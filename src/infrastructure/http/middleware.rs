//! HTTP Middleware
//!
//! HTTP 状态码错误日志中间件

use axum::{extract::Request, middleware::Next, response::Response};

/// HTTP 状态码错误日志中间件
///
/// 拦截 HTTP 响应，当状态码为 4xx 或 5xx 时记录日志。
/// 业务错误的细节在 ApiError::into_response() 中记录。
pub async fn error_logging_middleware(request: Request, next: Next) -> Response {
    let method = request.method().clone();
    let uri = request.uri().clone();

    let response = next.run(request).await;
    let status = response.status();

    if status.is_server_error() {
        tracing::error!(
            method = %method,
            uri = %uri,
            status = %status.as_u16(),
            "HTTP server error"
        );
    } else if status.is_client_error() {
        tracing::warn!(
            method = %method,
            uri = %uri,
            status = %status.as_u16(),
            "HTTP client error"
        );
    }

    response
}

#[cfg(test)]
mod tests {
    use super::*;
    use axum::{
        body::Body,
        http::{Request as HttpRequest, StatusCode},
        routing::get,
        Router,
    };
    use tower::util::ServiceExt;

    async fn ok_handler() -> &'static str {
        "OK"
    }

    async fn not_found_handler() -> StatusCode {
        StatusCode::NOT_FOUND
    }

    async fn error_handler() -> StatusCode {
        StatusCode::INTERNAL_SERVER_ERROR
    }

    fn create_test_router() -> Router {
        Router::new()
            .route("/ok", get(ok_handler))
            .route("/not-found", get(not_found_handler))
            .route("/error", get(error_handler))
            .layer(axum::middleware::from_fn(error_logging_middleware))
    }

    #[tokio::test]
    async fn test_ok_response_passes_through() {
        let app = create_test_router();
        let request = HttpRequest::builder()
            .uri("/ok")
            .body(Body::empty())
            .unwrap();

        let response = app.oneshot(request).await.unwrap();
        assert_eq!(response.status(), StatusCode::OK);
    }

    #[tokio::test]
    async fn test_client_error_passes_through() {
        let app = create_test_router();
        let request = HttpRequest::builder()
            .uri("/not-found")
            .body(Body::empty())
            .unwrap();

        let response = app.oneshot(request).await.unwrap();
        assert_eq!(response.status(), StatusCode::NOT_FOUND);
    }

    #[tokio::test]
    async fn test_server_error_passes_through() {
        let app = create_test_router();
        let request = HttpRequest::builder()
            .uri("/error")
            .body(Body::empty())
            .unwrap();

        let response = app.oneshot(request).await.unwrap();
        assert_eq!(response.status(), StatusCode::INTERNAL_SERVER_ERROR);
    }
}
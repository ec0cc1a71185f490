//! Application Commands - 登录流程命令及处理器

pub mod handlers;
mod login_commands;

pub use login_commands::*;
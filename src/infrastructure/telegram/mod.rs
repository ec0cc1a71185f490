//! Telegram 网关适配器

pub mod grammers_gateway;
pub mod mock_gateway;

pub use grammers_gateway::{GrammersGateway, GrammersGatewayConfig};
pub use mock_gateway::{MockAuthGateway, MockGatewayConfig};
++++++++
WHAT NEEDS TO BE DONE :: Only an exact copy of the listing above, from its first line up to and including the line with "业务错误的细节在 ApiError::into_response() 中记录。", counts as the answer.

RESULT ::
filename src/infrastructure/http/middleware.rs
//! HTTP Middleware
//!
//! HTTP 状态码错误日志中间件

use axum::{extract::Request, middleware::Next, response::Response};

/// HTTP 状态码错误日志中间件
///
/// 拦截 HTTP 响应，当状态码为 4xx 或 5xx 时记录日志。
/// 业务错误的细节在 ApiError::into_response() 中记录。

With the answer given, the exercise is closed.